The masa thickener is a signature Oaxacan technique. It is what separates mole amarillo from a simple chile sauce. Dissolve the masa completely before adding it or you will get lumps that no amount of stirring will fix.
8
Shred and fill
Pull the cooled chicken from the bones, discarding skin and bone. Shred the meat into thin strips using two forks or your hands. Fold the shredded chicken into the mole amarillo. You want every strand coated. The filling should be moist but not soupy. If it looks wet, cook it over medium heat for another two to three minutes, stirring, until it tightens up. Set aside to cool to warm room temperature. A hot filling will melt the masa when you try to fold it.
9
Prepare the empanada masa
Place the two pounds of fresh masa in a large bowl. Add the remaining tablespoon of lard and half a teaspoon of salt. Knead for three to four minutes, working the fat into the masa until it is smooth, pliable, and does not crack at the edges when you press it flat. If the masa feels dry or cracks, add warm chicken broth a tablespoon at a time until it holds together without sticking to your hands. The texture should feel like soft clay. Fresh nixtamalized masa from a tortilleria is what you want. Maseca from a bag will work in a crisis, but the texture will be drier and the flavor thinner. That is the compromise.

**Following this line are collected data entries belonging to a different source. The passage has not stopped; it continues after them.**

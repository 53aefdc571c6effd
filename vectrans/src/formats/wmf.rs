//! Windows Metafiles, with or without the placeable header.
//!
//! A record is `{u32 size in words, u16 function, params}`, all little
//! endian. Coordinates are 16 bit logical units mapped to the device by
//! the window and viewport of the current device context.

mod gdi;
mod import;
mod parser;

pub use import::WmfImporter;

/// Key of the 22 byte placeable header.
pub(crate) const PLACEABLE_KEY: u32 = 0x9ac6_cdd7;

pub(crate) mod function {
    pub const EOF: u16 = 0x0000;
    pub const SAVE_DC: u16 = 0x001e;
    pub const REALIZE_PALETTE: u16 = 0x0035;
    pub const CREATE_PALETTE: u16 = 0x00f7;
    pub const SET_BK_MODE: u16 = 0x0102;
    pub const SET_MAP_MODE: u16 = 0x0103;
    pub const SET_ROP2: u16 = 0x0104;
    pub const SET_POLY_FILL_MODE: u16 = 0x0106;
    pub const SET_STRETCH_BLT_MODE: u16 = 0x0107;
    pub const RESTORE_DC: u16 = 0x0127;
    pub const SELECT_CLIP_REGION: u16 = 0x012c;
    pub const SELECT_OBJECT: u16 = 0x012d;
    pub const SET_TEXT_ALIGN: u16 = 0x012e;
    pub const DIB_CREATE_PATTERN_BRUSH: u16 = 0x0142;
    pub const DELETE_OBJECT: u16 = 0x01f0;
    pub const CREATE_PATTERN_BRUSH: u16 = 0x01f9;
    pub const SET_BK_COLOR: u16 = 0x0201;
    pub const SET_TEXT_COLOR: u16 = 0x0209;
    pub const SET_WINDOW_ORG: u16 = 0x020b;
    pub const SET_WINDOW_EXT: u16 = 0x020c;
    pub const SET_VIEWPORT_ORG: u16 = 0x020d;
    pub const SET_VIEWPORT_EXT: u16 = 0x020e;
    pub const OFFSET_WINDOW_ORG: u16 = 0x020f;
    pub const OFFSET_VIEWPORT_ORG: u16 = 0x0211;
    pub const LINE_TO: u16 = 0x0213;
    pub const MOVE_TO: u16 = 0x0214;
    pub const SELECT_PALETTE: u16 = 0x0234;
    pub const CREATE_PEN_INDIRECT: u16 = 0x02fa;
    pub const CREATE_FONT_INDIRECT: u16 = 0x02fb;
    pub const CREATE_BRUSH_INDIRECT: u16 = 0x02fc;
    pub const POLYGON: u16 = 0x0324;
    pub const POLYLINE: u16 = 0x0325;
    pub const INTERSECT_CLIP_RECT: u16 = 0x0416;
    pub const ELLIPSE: u16 = 0x0418;
    pub const RECTANGLE: u16 = 0x041b;
    pub const TEXT_OUT: u16 = 0x0521;
    pub const POLY_POLYGON: u16 = 0x0538;
    pub const ROUND_RECT: u16 = 0x061c;
    pub const ESCAPE: u16 = 0x0626;
    pub const CREATE_REGION: u16 = 0x06ff;
    pub const ARC: u16 = 0x0817;
    pub const PIE: u16 = 0x081a;
    pub const CHORD: u16 = 0x0830;
    pub const EXT_TEXT_OUT: u16 = 0x0a32;
    pub const DIB_STRETCH_BLT: u16 = 0x0b41;
    pub const STRETCH_DIB: u16 = 0x0f43;
}

static NAMES: phf::Map<u16, &'static str> = phf::phf_map! {
    0x0000u16 => "EOF",
    0x001eu16 => "SaveDC",
    0x0035u16 => "RealizePalette",
    0x0037u16 => "SetPalEntries",
    0x00f7u16 => "CreatePalette",
    0x0102u16 => "SetBkMode",
    0x0103u16 => "SetMapMode",
    0x0104u16 => "SetROP2",
    0x0105u16 => "SetRelabs",
    0x0106u16 => "SetPolyFillMode",
    0x0107u16 => "SetStretchBltMode",
    0x0108u16 => "SetTextCharExtra",
    0x0127u16 => "RestoreDC",
    0x012cu16 => "SelectClipRegion",
    0x012du16 => "SelectObject",
    0x012eu16 => "SetTextAlign",
    0x0142u16 => "DibCreatePatternBrush",
    0x0149u16 => "SetLayout",
    0x01f0u16 => "DeleteObject",
    0x01f9u16 => "CreatePatternBrush",
    0x0201u16 => "SetBkColor",
    0x0209u16 => "SetTextColor",
    0x020au16 => "SetTextJustification",
    0x020bu16 => "SetWindowOrg",
    0x020cu16 => "SetWindowExt",
    0x020du16 => "SetViewportOrg",
    0x020eu16 => "SetViewportExt",
    0x020fu16 => "OffsetWindowOrg",
    0x0211u16 => "OffsetViewportOrg",
    0x0213u16 => "LineTo",
    0x0214u16 => "MoveTo",
    0x0220u16 => "OffsetClipRgn",
    0x0231u16 => "SetMapperFlags",
    0x0234u16 => "SelectPalette",
    0x02fau16 => "CreatePenIndirect",
    0x02fbu16 => "CreateFontIndirect",
    0x02fcu16 => "CreateBrushIndirect",
    0x0324u16 => "Polygon",
    0x0325u16 => "Polyline",
    0x0410u16 => "ScaleWindowExt",
    0x0412u16 => "ScaleViewportExt",
    0x0415u16 => "ExcludeClipRect",
    0x0416u16 => "IntersectClipRect",
    0x0418u16 => "Ellipse",
    0x0419u16 => "FloodFill",
    0x041bu16 => "Rectangle",
    0x041fu16 => "SetPixel",
    0x0521u16 => "TextOut",
    0x0538u16 => "PolyPolygon",
    0x0548u16 => "ExtFloodFill",
    0x061cu16 => "RoundRect",
    0x061du16 => "PatBlt",
    0x0626u16 => "Escape",
    0x06ffu16 => "CreateRegion",
    0x0817u16 => "Arc",
    0x081au16 => "Pie",
    0x0830u16 => "Chord",
    0x0922u16 => "BitBlt",
    0x0940u16 => "DibBitBlt",
    0x0a32u16 => "ExtTextOut",
    0x0b23u16 => "StretchBlt",
    0x0b41u16 => "DibStretchBlt",
    0x0d33u16 => "SetDibToDev",
    0x0f43u16 => "StretchDIBits",
};

pub(crate) fn function_name(function: u16) -> String {
    NAMES
        .get(&function)
        .map_or_else(|| format!("function {function:#06x}"), |n| (*n).to_owned())
}

/// Placeable key, or a standard header of a memory or disk metafile.
pub fn check(data: &[u8]) -> bool {
    match data {
        [a, b, c, d, ..] if u32::from_le_bytes([*a, *b, *c, *d]) == PLACEABLE_KEY => true,
        [1 | 2, 0, 9, 0, 0, 1 | 3, ..] => true,
        _ => false,
    }
}
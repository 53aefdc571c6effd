//! Element tree of an SVG document.

use crate::error::{ConvertError, Result};
use quick_xml::{events::BytesStart, events::Event, Reader};

/// Name of the pseudo element holding text that follows a child element.
pub const TEXT_NODE: &str = "#text";

/// Deepest element nesting accepted by [`parse`].
pub const MAX_DEPTH: usize = 256;

#[derive(Debug, Clone, PartialEq, Default)]
pub struct Element {
    /// Local name, namespace prefix removed.
    pub name: String,
    pub attrs: Vec<(String, String)>,
    pub children: Vec<Element>,
    /// Character data before the first child. Later runs are kept as
    /// `#text` children so document order survives.
    pub text: String,
}

impl Element {
    pub fn attr(&self, name: &str) -> Option<&str> {
        self.attrs
            .iter()
            .find(|(k, _)| k == name)
            .map(|(_, v)| v.as_str())
    }

    pub fn id(&self) -> Option<&str> {
        self.attr("id")
    }

    /// `href` or `xlink:href`, without the leading `#`.
    pub fn href(&self) -> Option<&str> {
        self.attr("href")
            .or_else(|| self.attr("xlink:href"))
            .map(|s| s.trim().trim_start_matches('#'))
    }

    /// Text of the element and its descendants, in document order.
    pub fn all_text(&self) -> String {
        let mut r = self.text.clone();
        for c in &self.children {
            r.push_str(&c.all_text());
        }
        r
    }
}

fn local_name(name: &[u8]) -> String {
    let name = String::from_utf8_lossy(name);
    match name.rsplit_once(':') {
        Some((_, local)) => local.to_owned(),
        None => name.into_owned(),
    }
}

fn position(reader: &Reader<&[u8]>) -> usize {
    usize::try_from(reader.buffer_position()).unwrap_or(usize::MAX)
}

fn xml_error(offset: usize, e: impl std::fmt::Display) -> ConvertError {
    ConvertError::structural(offset, 0, format!("xml: {e}"))
}

fn element(reader: &Reader<&[u8]>, e: &BytesStart<'_>) -> Result<Element> {
    let mut attrs = vec![];
    for attr in e.attributes() {
        let attr = attr.map_err(|e| xml_error(position(reader), e))?;
        let value = attr
            .unescape_value()
            .map_err(|e| xml_error(position(reader), e))?;
        attrs.push((
            String::from_utf8_lossy(attr.key.as_ref()).into_owned(),
            value.into_owned(),
        ));
    }
    Ok(Element {
        name: local_name(e.name().as_ref()),
        attrs,
        ..Default::default()
    })
}

/// Whitespace between elements is dropped.
fn push_text(el: &mut Element, text: &str) {
    if text.trim().is_empty() {
        return;
    }
    match el.children.last_mut() {
        None => el.text.push_str(text),
        Some(last) if last.name == TEXT_NODE => last.text.push_str(text),
        Some(_) => el.children.push(Element {
            name: TEXT_NODE.to_owned(),
            text: text.to_owned(),
            ..Default::default()
        }),
    }
}

/// Parse the document and return its `svg` root element.
pub fn parse(data: &[u8]) -> Result<Element> {
    let mut reader = Reader::from_reader(data);

    let mut stack: Vec<Element> = vec![];
    let mut root = None;
    let mut buf = Vec::new();
    loop {
        let event = reader
            .read_event_into(&mut buf)
            .map_err(|e| xml_error(usize::try_from(reader.error_position()).unwrap_or(0), e))?;
        match event {
            Event::Start(ref e) => {
                if stack.len() >= MAX_DEPTH {
                    return Err(ConvertError::structural(
                        position(&reader),
                        0,
                        format!("elements nested deeper than {MAX_DEPTH} levels"),
                    ));
                }
                stack.push(element(&reader, e)?)
            }
            Event::Empty(ref e) => {
                let el = element(&reader, e)?;
                match stack.last_mut() {
                    Some(parent) => parent.children.push(el),
                    None => root = root.or(Some(el)),
                }
            }
            Event::End(_) => {
                if let Some(el) = stack.pop() {
                    match stack.last_mut() {
                        Some(parent) => parent.children.push(el),
                        None => root = root.or(Some(el)),
                    }
                }
            }
            Event::Text(ref t) => {
                let text = t.unescape().map_err(|e| xml_error(position(&reader), e))?;
                if let Some(top) = stack.last_mut() {
                    push_text(top, &text);
                }
            }
            Event::CData(ref t) => {
                if let Some(top) = stack.last_mut() {
                    push_text(top, &String::from_utf8_lossy(t));
                }
            }
            Event::Eof => break,
            _ => {}
        }
        buf.clear();
    }

    match root {
        Some(root) if root.name == "svg" => Ok(root),
        _ => Err(ConvertError::structural(0, 0, "no svg root element")),
    }
}

#[cfg(test)]
mod tests;
impl Translator<'_, '_> {
    fn page(&mut self) -> NodeId {
        match self.page {
            Some(p) => p,
            None => {
                let p = self.doc.add_page(None);
                self.page = Some(p);
                p
            }
        }
    }

    fn parent(&mut self) -> Result<NodeId> {
        if let Some((_, p)) = self.parents.last() {
            return Ok(*p);
        }
        if let Some(l) = self.layer {
            return Ok(l);
        }
        let page = self.page();
        let l = self.doc.add_layer(page, "Layer 1")?;
        self.layer = Some(l);
        Ok(l)
    }

    fn origin(&self) -> Result<Trafo> {
        let size = match self.page {
            Some(p) => self.doc.page_format(p)?.size,
            None => self.doc.page_format.size,
        };
        Ok(self.doc.origin_trafo(size))
    }

    /// Add an object with the pending style, which is reset.
    fn add(&mut self, shape: Shape, trafo: Trafo, style: Style) -> Result<()> {
        let trafo = multiply_trafo(&trafo, &self.origin()?);
        let parent = self.parent()?;
        self.doc.add_primitive(parent, Primitive::new(shape, trafo, style))?;
        self.style = SkStyle::default();
        Ok(())
    }

    fn finish_curve(&mut self) -> Result<()> {
        if let Some(mut curve) = self.curve.take() {
            curve.new_path();
            let CurveBuilder {
                mut paths, style, ..
            } = curve;
            paths.retain(|p| !p.segments.is_empty());
            if paths.is_empty() {
                debug!("empty sk1 curve");
                return Ok(());
            }
            let trafo = self.origin()?;
            let parent = self.parent()?;
            self.doc.add_primitive(parent, Primitive::curve(paths, trafo, style))?;
        }
        Ok(())
    }

    fn curve(&mut self, call: &Call) -> Result<&mut CurveBuilder> {
        self.curve.as_mut().ok_or_else(|| bad_arguments(call))
    }

    fn call(&mut self, call: &Call) -> Result<()> {
        let name = call.name.as_str();
        if !matches!(name, "bs" | "bc" | "bn" | "bC") {
            self.finish_curve()?;
        }
        match name {
            "document" | "grid" | "add_pages" | "guide" => {}
            "layout" => {
                let format = layout(&call.args).ok_or_else(|| bad_arguments(call))?;
                info!("sk1 page {} {}x{}", format.name, format.size.width, format.size.height);
                self.doc.page_format = format;
            }
            "page" => self.new_page(call)?,
            "layer" | "masterlayer" | "guidelayer" => self.layer(call)?,
            "G" | "B" | "PT" | "PC" => self.open(Bracket::Group)?,
            "M" => self.open(Bracket::Mask)?,
            "G_" | "M_" | "B_" | "PT_" | "PC_" => self.close(call)?,
            "Bi" | "pt" => {}
            "fp" | "lp" => self.paint(call)?,
            "fe" => self.style.fill = None,
            "le" => self.style.line = None,
            "ps" => {
                let c = call.arg(0, "color").and_then(color).ok_or_else(|| bad_arguments(call))?;
                self.style.pattern = Pattern::Solid(c);
            }
            "pe" => self.style.pattern = Pattern::Empty,
            "pgl" | "pgr" | "pgc" => self.style.pattern = Pattern::Other("gradient"),
            "phs" => self.style.pattern = Pattern::Other("hatching"),
            "pit" => self.style.pattern = Pattern::Other("image tile"),
            "gl" | "ft" | "la1" | "la2" | "style" | "use_style" => {
                debug!("ignore sk1 {name}() on line {}", call.line);
            }
            "lw" => {
                self.style.line_width = call.number(0, "width").ok_or_else(|| bad_arguments(call))?;
            }
            "lc" => {
                self.style.cap = match call.number(0, "cap") {
                    Some(c) if c == 2.0 => Cap::Round,
                    Some(c) if c == 3.0 => Cap::Square,
                    _ => Cap::Butt,
                }
            }
            "lj" => {
                self.style.join = match call.number(0, "join") {
                    Some(j) if j == 1.0 => Join::Round,
                    Some(j) if j == 2.0 => Join::Bevel,
                    _ => Join::Miter,
                }
            }
            "ld" => {
                let dashes = call.arg(0, "dashes").and_then(Value::seq).unwrap_or_default();
                self.style.dash = dashes.iter().filter_map(Value::number).collect();
            }
            "Fs" => {
                self.style.font_size = call.number(0, "size").ok_or_else(|| bad_arguments(call))?;
            }
            "Fn" => {
                if let Some(font) = call.arg(0, "name").and_then(Value::str) {
                    self.style.font = font.to_owned();
                }
            }
            "dstyle" => self.style = SkStyle::default(),
            "r" => self.rectangle(call)?,
            "e" => self.ellipse(call)?,
            "b" => {
                self.curve = Some(CurveBuilder {
                    paths: vec![],
                    current: None,
                    style: self.style.to_style(),
                });
                self.style = SkStyle::default();
            }
            "bn" => self.curve(call)?.new_path(),
            "bs" => {
                let [x, y] = call.numbers().ok_or_else(|| bad_arguments(call))?;
                let p = Point::new(x, y);
                match &mut self.curve(call)?.current {
                    Some(path) => path.line_to(p),
                    current @ None => *current = Some(Path::new(p)),
                }
            }
            "bc" => {
                let [x1, y1, x2, y2, x3, y3] = call.numbers().ok_or_else(|| bad_arguments(call))?;
                let node = match call.number(6, "cont") {
                    Some(c) if c == 1.0 => PointKind::Smooth,
                    Some(c) if c == 2.0 => PointKind::Symmetrical,
                    _ => PointKind::Cusp,
                };
                let c1 = Point::new(x1, y1);
                match &mut self.curve(call)?.current {
                    Some(path) => path.segments.push(Segment::Curve {
                        c1,
                        c2: Point::new(x2, y2),
                        end: Point::new(x3, y3),
                        node,
                    }),
                    // a curve without a start point only places it
                    current @ None => *current = Some(Path::new(c1)),
                }
            }
            "bC" => match self.curve(call)?.current.as_mut() {
                Some(path) => path.close(),
                None => return Err(bad_arguments(call)),
            },
            "txt" => self.text(call)?,
            "bm" => {
                return Err(ConvertError::unsupported(format!(
                    "sk1 embedded bitmap on line {}",
                    call.line
                )))
            }
            "im" | "eps" => {
                return Err(ConvertError::unsupported(format!(
                    "sk1 {name}() object on line {}",
                    call.line
                )))
            }
            _ => {
                return Err(ConvertError::unsupported(format!(
                    "sk1 call {name}() on line {}",
                    call.line
                )))
            }
        }
        Ok(())
    }

    fn new_page(&mut self, call: &Call) -> Result<()> {
        let name = call
            .arg(1, "format")
            .filter(|f| f.str().is_some_and(|f| !f.is_empty()));
        let size = call.arg(2, "size").filter(|s| s.seq().is_some());
        let orientation = call
            .arg(3, "orientation")
            .cloned()
            .unwrap_or(Value::Number(0.0));
        let args = match (name, size) {
            (Some(n), Some(s)) => vec![n.clone(), s.clone(), orientation],
            (Some(v), None) | (None, Some(v)) => vec![v.clone(), orientation],
            (None, None) => vec![],
        };
        let format = if args.is_empty() { None } else { layout(&args) };
        let page = self.doc.add_page(format);
        self.page = Some(page);
        self.layer = None;
        self.parents.clear();
        Ok(())
    }

    fn layer(&mut self, call: &Call) -> Result<()> {
        self.parents.clear();
        let page = self.page();
        let flag = |i: usize| call.args.get(i).and_then(Value::number).map_or(true, |v| v != 0.0);
        let name = call.arg(0, "name").and_then(Value::str).unwrap_or_default();
        let mut layer = Layer::new(if name.is_empty() { "Layer 1" } else { name });
        layer.visible = flag(1);
        layer.printable = flag(2);
        if call.name == "guidelayer" {
            layer.printable = false;
        }
        let id = self.doc.add_child(page, NodeKind::Layer(layer))?;
        self.layer = Some(id);
        Ok(())
    }

    fn open(&mut self, bracket: Bracket) -> Result<()> {
        let kind = match bracket {
            Bracket::Group => NodeKind::Group,
            Bracket::Mask => NodeKind::Container,
        };
        let parent = self.parent()?;
        let id = self.doc.add_child(parent, kind)?;
        self.parents.push((bracket, id));
        Ok(())
    }

    fn close(&mut self, call: &Call) -> Result<()> {
        let expect = if call.name == "M_" { Bracket::Mask } else { Bracket::Group };
        match self.parents.pop() {
            Some((bracket, _)) if bracket == expect => Ok(()),
            Some(open) => {
                self.parents.push(open);
                Err(bad_arguments(call))
            }
            None => Err(bad_arguments(call)),
        }
    }

    fn paint(&mut self, call: &Call) -> Result<()> {
        let paint = match call.arg(0, "color") {
            Some(v) => Some(color(v).ok_or_else(|| bad_arguments(call))?),
            None => match &self.style.pattern {
                Pattern::Empty => None,
                Pattern::Solid(c) => Some(c.clone()),
                Pattern::Other(kind) => {
                    let kind = *kind;
                    return Err(ConvertError::unsupported(format!(
                        "sk1 {kind} pattern on line {}",
                        call.line
                    )));
                }
            },
        };
        if call.name == "fp" {
            self.style.fill = paint;
        } else {
            self.style.line = paint;
        }
        Ok(())
    }

    /// Unit square placed by the transform. Elliptic corners, radii
    /// relative to the square, become circular corners of a stretched
    /// rectangle scaled back.
    fn rectangle(&mut self, call: &Call) -> Result<()> {
        let [m11, m12, m21, m22, dx, dy] = call.numbers().ok_or_else(|| bad_arguments(call))?;
        let trafo = Trafo::new(m11, m12, m21, m22, dx, dy);
        let r1 = call.number(6, "radius1").unwrap_or(0.0).abs();
        let r2 = call.number(7, "radius2").unwrap_or(0.0).abs();
        let (rect, trafo) = if r1 > 0.0 && r2 > 0.0 {
            let (rect, stretch) = if r1 > r2 {
                (Rectangle::new(0.0, 0.0, 1.0, r1 / r2), Trafo::scale(1.0, r2 / r1))
            } else {
                (Rectangle::new(0.0, 0.0, r2 / r1, 1.0), Trafo::scale(r1 / r2, 1.0))
            };
            let radius = r1.max(r2);
            (rect.with_radii([radius; 4]), multiply_trafo(&stretch, &trafo))
        } else {
            (Rectangle::new(0.0, 0.0, 1.0, 1.0), trafo)
        };
        let style = self.style.to_style();
        self.add(Shape::Rectangle(rect), trafo, style)
    }

    /// Unit circle at the origin placed by the transform.
    fn ellipse(&mut self, call: &Call) -> Result<()> {
        let [m11, m12, m21, m22, dx, dy] = call.numbers().ok_or_else(|| bad_arguments(call))?;
        let start = call.number(6, "start_angle").unwrap_or(0.0);
        let end = call.number(7, "end_angle").unwrap_or(0.0);
        let arc_type = match call.number(8, "arc_type") {
            Some(t) if t == 0.0 => ArcType::Arc,
            Some(t) if t == 1.0 => ArcType::Chord,
            _ => ArcType::PieSlice,
        };
        let unit_box = Trafo::new(2.0, 0.0, 0.0, 2.0, -1.0, -1.0);
        let trafo = multiply_trafo(&unit_box, &Trafo::new(m11, m12, m21, m22, dx, dy));
        let style = self.style.to_style();
        self.add(Shape::Circle(Circle::arc(start, end, arc_type)), trafo, style)
    }

    /// `txt(text, trafo, ...)`, the transform being `(x, y)` or six values.
    fn text(&mut self, call: &Call) -> Result<()> {
        let text = call.arg(0, "text").and_then(Value::str).ok_or_else(|| bad_arguments(call))?;
        let values: Option<Vec<f64>> = call
            .arg(1, "trafo")
            .and_then(Value::seq)
            .map(|s| s.iter().filter_map(Value::number).collect());
        let trafo = match values.as_deref() {
            Some([x, y]) => Trafo::translation(*x, *y),
            Some([m11, m12, m21, m22, dx, dy]) => Trafo::new(*m11, *m12, *m21, *m22, *dx, *dy),
            _ => return Err(bad_arguments(call)),
        };
        if text.is_empty() {
            self.style = SkStyle::default();
            return Ok(());
        }
        let shape = Shape::Text(Text {
            anchor: Point::origin(),
            text: text.to_owned(),
            width: None,
        });
        let style = self.style.to_text_style();
        self.add(shape, trafo, style)
    }
}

Cover the bowl of masa with a damp cloth while you work. Fresh masa dries out fast and dried-out masa cracks when you fold it. Once it cracks, you cannot fix it.
10
Shape and fill the empanadas
Cut a heavy-duty plastic bag (a zip-top bag works) into two squares. Place one square on a tortilla press or your work surface. Take a ball of masa about the size of a large egg, roughly two and a half ounces, and place it in the center. Cover with the second square of plastic. Press flat with the tortilla press or a heavy plate to a round about five inches across and a quarter inch thick. Peel back the top plastic. Lay one hoja santa leaf across one half of the masa round, letting it extend slightly past the edge. Spoon about two tablespoons of the chicken and mole filling onto the hoja santa. Fold the other half of the masa over the filling using the bottom plastic to help you lift and fold without tearing. Press the edges together gently but firmly. Peel away the plastic. The empanada should be a neat half-moon with the hoja santa visible through the masa like a shadow.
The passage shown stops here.